What Are The Common Dangers of Scuba Diving

Dangers of scuba diving, by its nature, either with or without scuba, involves certain respiratory patterns that are potentially hazardous under water. Hyper­ventilation and breath holding, for example, may initiate cardioinhibitory and vasodepressor re­flexes capable of causing syncope, cardiac arrhyth­mias, and arrest. Bradycardia, apparently more pronounced than might occur simply from breath- holding and the head-down position, and various cardiac arrhythmias have also been reported dur­ing breath-hold diving.

What Are The Common Dangers of Scuba Diving

Vigorous hyperventilation by skin divers prior to a dive may lead to lowering of arterial Pco2 sufficient to abolish the stimulus to breathe and may allow dangerous levels of hypox­emia to develop. In addition, compression of air within the lungs during descent may maintain adequate alveolar Po2 levels despite a diminishing oxygen supply. Distress from air hunger may not occur because alveolar Pco2 has been reduced by prior hyperventilation. During ascent the expan­sion of the air remaining within the lungs results in a sharp reduction in Po2, possibly to levels that result in loss of consciousness before the diver is able to reach the surface, and he may drown un­less help is available for prompt rescue and re­suscitation.

Why Scuba Diving Hazards Is Painful,If you Don’t Care

Divers using properly functioning open-circuit scuba are unlikely to experience hypoxia if they restrict their dives to well within the limits of their air supply. The rate of air util­ization increases in proportion to the increase in absolute pressure when using open-circuit scuba. Total duration of air supply is for example, only one-third as long at 66 feet as at the surface. Increased utilization from heavy exertion causes a proportionately greater expenditure of air.

The availability of scuba has enabled large numbers of untrained people to enter an unfamil­iar and hostile environment previously restricted to trained professional divers.

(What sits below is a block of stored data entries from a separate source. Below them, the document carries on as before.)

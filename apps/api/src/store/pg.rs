use async_trait::async_trait;
use sqlx::PgPool;
use uuid::Uuid;

use crate::models::search_request::{
    RequestStatus, SearchRequest, SearchRequestRow, Transition,
};
use crate::store::{RequestStore, StoreError};

/// Postgres-backed lifecycle store. Conditional transitions are single
/// `UPDATE ... WHERE status = ANY(..) RETURNING *` statements.
#[derive(Clone)]
pub struct PgRequestStore {
    pool: PgPool,
}

impl PgRequestStore {
    pub fn new(pool: PgPool) -> Self {
        Self { pool }
    }
}

fn into_request(row: SearchRequestRow) -> Result<SearchRequest, StoreError> {
    let id = row.id;
    SearchRequest::try_from(row).map_err(|e| StoreError::CorruptRecord {
        id,
        reason: e.to_string(),
    })
}

/// SET clause for a transition and the value bound to `$4`, if it needs one.
/// Mirrors `SearchRequest::apply`.
fn assignments(transition: &Transition) -> (&'static str, Option<&str>) {
    match transition {
        Transition::StartRun => (
            "status = 'processing', progress = 0, generated_query = NULL, \
             error_message = NULL, attempt = attempt + 1",
            None,
        ),
        Transition::Complete { query } => (
            "status = 'completed', progress = 100, generated_query = $4, error_message = NULL",
            Some(query.as_str()),
        ),
        Transition::Fail { message } => (
            "status = 'failed', generated_query = NULL, error_message = $4",
            Some(message.as_str()),
        ),
        Transition::Cancel => (
            "status = 'canceled', generated_query = NULL, error_message = NULL",
            None,
        ),
    }
}

#[async_trait]
impl RequestStore for PgRequestStore {
    async fn create(&self, request: &SearchRequest) -> Result<(), StoreError> {
        let result = sqlx::query(
            r#"
            INSERT INTO search_requests
                (id, query_type, input_source, input_text, input_url, document_reference,
                 generated_query, status, progress, error_message, attempt, created_at, updated_at)
            VALUES ($1, $2, $3, $4, $5, $6, $7, $8, $9, $10, $11, $12, $13)
            ON CONFLICT (id) DO NOTHING
            "#,
        )
        .bind(request.id)
        .bind(request.query_type.as_str())
        .bind(request.input_source().as_str())
        .bind(request.source.input_text())
        .bind(request.source.input_url())
        .bind(request.source.document_reference())
        .bind(request.generated_query.as_deref())
        .bind(request.status.as_str())
        .bind(request.progress as i16)
        .bind(request.error_message.as_deref())
        .bind(request.attempt)
        .bind(request.created_at)
        .bind(request.updated_at)
        .execute(&self.pool)
        .await?;

        if result.rows_affected() == 0 {
            return Err(StoreError::Duplicate(request.id));
        }
        Ok(())
    }

    async fn get(&self, id: Uuid) -> Result<Option<SearchRequest>, StoreError> {
        sqlx::query_as::<_, SearchRequestRow>("SELECT * FROM search_requests WHERE id = $1")
            .bind(id)
            .fetch_optional(&self.pool)
            .await?
            .map(into_request)
            .transpose()
    }

    async fn transition(
        &self,
        id: Uuid,
        expected: &[RequestStatus],
        attempt: Option<i32>,
        transition: &Transition,
    ) -> Result<Option<SearchRequest>, StoreError> {
        let (set_clause, value) = assignments(transition);
        let sql = format!(
            "UPDATE search_requests SET {set_clause}, updated_at = now() \
             WHERE id = $1 AND status = ANY($2) AND ($3::INTEGER IS NULL OR attempt = $3) \
             RETURNING *"
        );
        let statuses: Vec<String> = expected.iter().map(|s| s.as_str().to_string()).collect();

        let mut query = sqlx::query_as::<_, SearchRequestRow>(&sql)
            .bind(id)
            .bind(statuses)
            .bind(attempt);
        if let Some(value) = value {
            query = query.bind(value);
        }

        query
            .fetch_optional(&self.pool)
            .await?
            .map(into_request)
            .transpose()
    }

    async fn set_progress(
        &self,
        id: Uuid,
        attempt: i32,
        progress: u8,
    ) -> Result<Option<SearchRequest>, StoreError> {
        sqlx::query_as::<_, SearchRequestRow>(
            r#"
            UPDATE search_requests
            SET progress = $3, updated_at = now()
            WHERE id = $1 AND attempt = $2 AND status = 'processing' AND progress <= $3
            RETURNING *
            "#,
        )
        .bind(id)
        .bind(attempt)
        .bind(progress.min(100) as i16)
        .fetch_optional(&self.pool)
        .await?
        .map(into_request)
        .transpose()
    }
}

The increasing number of serious diving accidents attests to a general lack of understanding of basic underwater principles. As in any sport, accidents are unavoid­able, but most scuba-diving casualties can be pre­vented.The greatest medical problem is education of those who participate in this sport. Physicians in almost any locality may now be called upon to manage a diving emergency. Excellent pub­lications concerning this subject, such as the United States Navy Diving Manual and others, should be available for this purpose.